EXERCISE: The reply to the records below should contain exactly the lines from the line with "#[derive(Debug, Clone)]" through the line with "name is taken.", and nothing besides.

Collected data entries
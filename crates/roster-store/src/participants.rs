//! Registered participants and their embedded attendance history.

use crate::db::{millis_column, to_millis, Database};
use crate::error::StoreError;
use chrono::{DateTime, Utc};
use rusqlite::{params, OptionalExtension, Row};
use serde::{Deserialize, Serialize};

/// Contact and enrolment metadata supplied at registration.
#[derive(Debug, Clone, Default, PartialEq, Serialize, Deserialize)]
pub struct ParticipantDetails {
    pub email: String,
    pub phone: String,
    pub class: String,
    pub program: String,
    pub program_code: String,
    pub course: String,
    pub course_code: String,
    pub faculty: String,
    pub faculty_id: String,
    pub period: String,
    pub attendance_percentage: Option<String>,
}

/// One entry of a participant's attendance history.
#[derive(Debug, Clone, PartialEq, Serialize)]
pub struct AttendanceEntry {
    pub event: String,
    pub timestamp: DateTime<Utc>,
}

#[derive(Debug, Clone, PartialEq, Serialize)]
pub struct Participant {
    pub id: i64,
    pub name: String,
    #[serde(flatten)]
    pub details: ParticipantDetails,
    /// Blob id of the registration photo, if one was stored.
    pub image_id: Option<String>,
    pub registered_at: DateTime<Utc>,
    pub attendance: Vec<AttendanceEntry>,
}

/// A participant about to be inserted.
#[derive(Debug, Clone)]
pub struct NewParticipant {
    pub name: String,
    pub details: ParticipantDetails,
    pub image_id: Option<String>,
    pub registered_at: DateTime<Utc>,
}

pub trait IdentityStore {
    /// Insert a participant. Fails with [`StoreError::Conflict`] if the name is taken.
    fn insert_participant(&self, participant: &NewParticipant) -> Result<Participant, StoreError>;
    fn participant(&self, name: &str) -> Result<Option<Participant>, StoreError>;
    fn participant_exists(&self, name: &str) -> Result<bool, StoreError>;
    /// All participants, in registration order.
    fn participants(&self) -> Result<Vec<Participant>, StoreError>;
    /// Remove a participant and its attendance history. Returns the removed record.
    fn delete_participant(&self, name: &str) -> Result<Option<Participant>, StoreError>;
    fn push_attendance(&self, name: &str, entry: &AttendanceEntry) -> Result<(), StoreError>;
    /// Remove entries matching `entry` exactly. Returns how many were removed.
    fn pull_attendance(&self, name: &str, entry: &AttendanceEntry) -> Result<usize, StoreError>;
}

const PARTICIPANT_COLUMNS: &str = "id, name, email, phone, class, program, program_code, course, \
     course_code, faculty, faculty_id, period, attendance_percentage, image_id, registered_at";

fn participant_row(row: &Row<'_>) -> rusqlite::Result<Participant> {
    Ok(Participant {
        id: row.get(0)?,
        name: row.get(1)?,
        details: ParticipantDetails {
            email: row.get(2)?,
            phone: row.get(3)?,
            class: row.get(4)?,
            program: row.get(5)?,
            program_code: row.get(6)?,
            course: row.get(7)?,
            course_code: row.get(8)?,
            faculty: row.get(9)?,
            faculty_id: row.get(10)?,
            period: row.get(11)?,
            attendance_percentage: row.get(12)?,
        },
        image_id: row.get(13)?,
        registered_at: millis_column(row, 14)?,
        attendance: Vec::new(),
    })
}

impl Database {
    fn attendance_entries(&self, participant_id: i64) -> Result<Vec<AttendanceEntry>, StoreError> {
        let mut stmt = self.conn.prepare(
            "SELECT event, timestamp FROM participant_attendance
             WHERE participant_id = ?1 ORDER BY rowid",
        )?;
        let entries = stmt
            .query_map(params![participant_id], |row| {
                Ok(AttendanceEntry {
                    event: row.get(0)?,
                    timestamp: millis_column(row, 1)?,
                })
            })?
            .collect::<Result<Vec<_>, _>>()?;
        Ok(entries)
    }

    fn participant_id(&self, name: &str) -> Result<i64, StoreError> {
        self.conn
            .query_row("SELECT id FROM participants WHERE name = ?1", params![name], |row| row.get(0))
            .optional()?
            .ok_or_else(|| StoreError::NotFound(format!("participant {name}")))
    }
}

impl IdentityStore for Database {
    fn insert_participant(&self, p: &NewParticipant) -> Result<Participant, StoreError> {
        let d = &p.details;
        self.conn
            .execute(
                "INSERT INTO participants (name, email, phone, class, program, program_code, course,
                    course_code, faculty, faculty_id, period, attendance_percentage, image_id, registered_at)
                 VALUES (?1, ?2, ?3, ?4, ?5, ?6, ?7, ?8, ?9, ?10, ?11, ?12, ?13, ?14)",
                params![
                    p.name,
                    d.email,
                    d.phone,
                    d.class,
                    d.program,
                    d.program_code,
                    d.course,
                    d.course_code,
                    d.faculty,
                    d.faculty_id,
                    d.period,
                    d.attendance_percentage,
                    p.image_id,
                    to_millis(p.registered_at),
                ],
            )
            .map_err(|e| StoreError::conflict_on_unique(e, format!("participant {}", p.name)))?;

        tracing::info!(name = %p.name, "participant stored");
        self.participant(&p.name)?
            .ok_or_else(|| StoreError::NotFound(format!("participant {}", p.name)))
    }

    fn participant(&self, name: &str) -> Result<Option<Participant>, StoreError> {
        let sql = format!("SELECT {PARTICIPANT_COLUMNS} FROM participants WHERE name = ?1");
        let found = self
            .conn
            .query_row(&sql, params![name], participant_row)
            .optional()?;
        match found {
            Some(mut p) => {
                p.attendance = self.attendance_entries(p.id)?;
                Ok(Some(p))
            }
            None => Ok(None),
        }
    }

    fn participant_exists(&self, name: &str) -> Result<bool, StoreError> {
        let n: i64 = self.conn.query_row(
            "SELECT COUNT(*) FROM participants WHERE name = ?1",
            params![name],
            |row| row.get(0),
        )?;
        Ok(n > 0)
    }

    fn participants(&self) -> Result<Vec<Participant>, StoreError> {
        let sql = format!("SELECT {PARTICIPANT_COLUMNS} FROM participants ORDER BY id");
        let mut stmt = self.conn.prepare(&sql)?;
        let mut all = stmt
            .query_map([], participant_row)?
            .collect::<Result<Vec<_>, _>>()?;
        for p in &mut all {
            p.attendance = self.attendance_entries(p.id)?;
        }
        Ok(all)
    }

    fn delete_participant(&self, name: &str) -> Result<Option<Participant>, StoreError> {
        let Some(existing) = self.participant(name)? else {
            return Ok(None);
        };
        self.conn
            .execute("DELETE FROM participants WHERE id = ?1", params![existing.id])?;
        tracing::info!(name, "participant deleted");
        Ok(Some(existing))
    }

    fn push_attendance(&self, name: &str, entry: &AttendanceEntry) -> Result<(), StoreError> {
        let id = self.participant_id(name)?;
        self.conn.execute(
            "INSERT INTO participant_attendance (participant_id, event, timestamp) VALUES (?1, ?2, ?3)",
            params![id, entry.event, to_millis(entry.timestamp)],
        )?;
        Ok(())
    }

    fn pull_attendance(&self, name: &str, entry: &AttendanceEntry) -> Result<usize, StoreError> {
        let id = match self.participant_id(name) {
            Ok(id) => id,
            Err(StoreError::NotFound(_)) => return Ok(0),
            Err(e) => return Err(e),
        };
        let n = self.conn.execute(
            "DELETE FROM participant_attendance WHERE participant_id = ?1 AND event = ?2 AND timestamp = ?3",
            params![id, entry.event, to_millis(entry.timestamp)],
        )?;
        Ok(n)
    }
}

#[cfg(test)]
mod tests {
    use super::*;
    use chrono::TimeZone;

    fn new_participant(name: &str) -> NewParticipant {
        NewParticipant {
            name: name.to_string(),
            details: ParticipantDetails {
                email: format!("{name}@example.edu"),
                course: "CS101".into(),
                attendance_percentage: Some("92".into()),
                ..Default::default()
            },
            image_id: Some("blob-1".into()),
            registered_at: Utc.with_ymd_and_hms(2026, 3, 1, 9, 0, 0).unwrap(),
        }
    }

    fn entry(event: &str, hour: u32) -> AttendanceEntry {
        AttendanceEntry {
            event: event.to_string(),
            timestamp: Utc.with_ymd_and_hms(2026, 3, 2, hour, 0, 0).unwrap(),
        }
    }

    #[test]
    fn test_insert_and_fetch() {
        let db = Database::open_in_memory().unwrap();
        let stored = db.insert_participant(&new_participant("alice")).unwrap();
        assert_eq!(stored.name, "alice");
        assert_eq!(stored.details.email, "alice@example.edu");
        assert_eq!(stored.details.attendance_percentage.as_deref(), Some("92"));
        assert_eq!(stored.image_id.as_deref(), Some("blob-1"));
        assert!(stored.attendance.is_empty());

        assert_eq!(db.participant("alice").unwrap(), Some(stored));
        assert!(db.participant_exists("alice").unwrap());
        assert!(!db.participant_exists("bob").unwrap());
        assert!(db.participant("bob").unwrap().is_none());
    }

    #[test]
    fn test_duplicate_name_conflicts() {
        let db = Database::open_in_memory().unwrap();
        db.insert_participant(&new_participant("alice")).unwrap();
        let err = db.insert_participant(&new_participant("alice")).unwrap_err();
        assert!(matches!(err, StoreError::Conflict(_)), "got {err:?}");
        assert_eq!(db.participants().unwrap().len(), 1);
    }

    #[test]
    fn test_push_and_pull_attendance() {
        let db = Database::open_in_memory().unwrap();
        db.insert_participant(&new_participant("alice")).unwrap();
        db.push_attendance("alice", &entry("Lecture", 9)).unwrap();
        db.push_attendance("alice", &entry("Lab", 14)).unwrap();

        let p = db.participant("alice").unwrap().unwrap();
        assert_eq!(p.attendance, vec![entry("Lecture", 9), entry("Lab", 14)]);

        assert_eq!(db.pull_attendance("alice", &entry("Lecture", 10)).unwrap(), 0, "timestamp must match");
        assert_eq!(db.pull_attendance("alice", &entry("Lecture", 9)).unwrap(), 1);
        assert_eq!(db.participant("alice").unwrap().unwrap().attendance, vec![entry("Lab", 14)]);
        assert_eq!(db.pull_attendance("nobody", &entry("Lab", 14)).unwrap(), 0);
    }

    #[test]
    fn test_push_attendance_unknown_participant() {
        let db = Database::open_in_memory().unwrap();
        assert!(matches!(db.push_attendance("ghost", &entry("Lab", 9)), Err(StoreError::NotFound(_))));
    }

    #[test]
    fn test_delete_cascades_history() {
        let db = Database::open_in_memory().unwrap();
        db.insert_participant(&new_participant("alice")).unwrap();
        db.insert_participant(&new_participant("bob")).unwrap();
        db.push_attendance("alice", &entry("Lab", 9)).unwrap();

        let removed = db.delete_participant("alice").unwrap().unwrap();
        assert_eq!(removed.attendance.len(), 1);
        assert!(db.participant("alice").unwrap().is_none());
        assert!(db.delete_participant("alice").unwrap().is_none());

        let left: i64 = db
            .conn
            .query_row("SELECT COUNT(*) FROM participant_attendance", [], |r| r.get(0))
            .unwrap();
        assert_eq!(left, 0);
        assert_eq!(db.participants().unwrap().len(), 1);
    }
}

TASK RESULT:
#[derive(Debug, Clone)]
pub struct NewParticipant {
    pub name: String,
    pub details: ParticipantDetails,
    pub image_id: Option<String>,
    pub registered_at: DateTime<Utc>,
}

pub trait IdentityStore {
    /// Insert a participant. Fails with [`StoreError::Conflict`] if the name is taken.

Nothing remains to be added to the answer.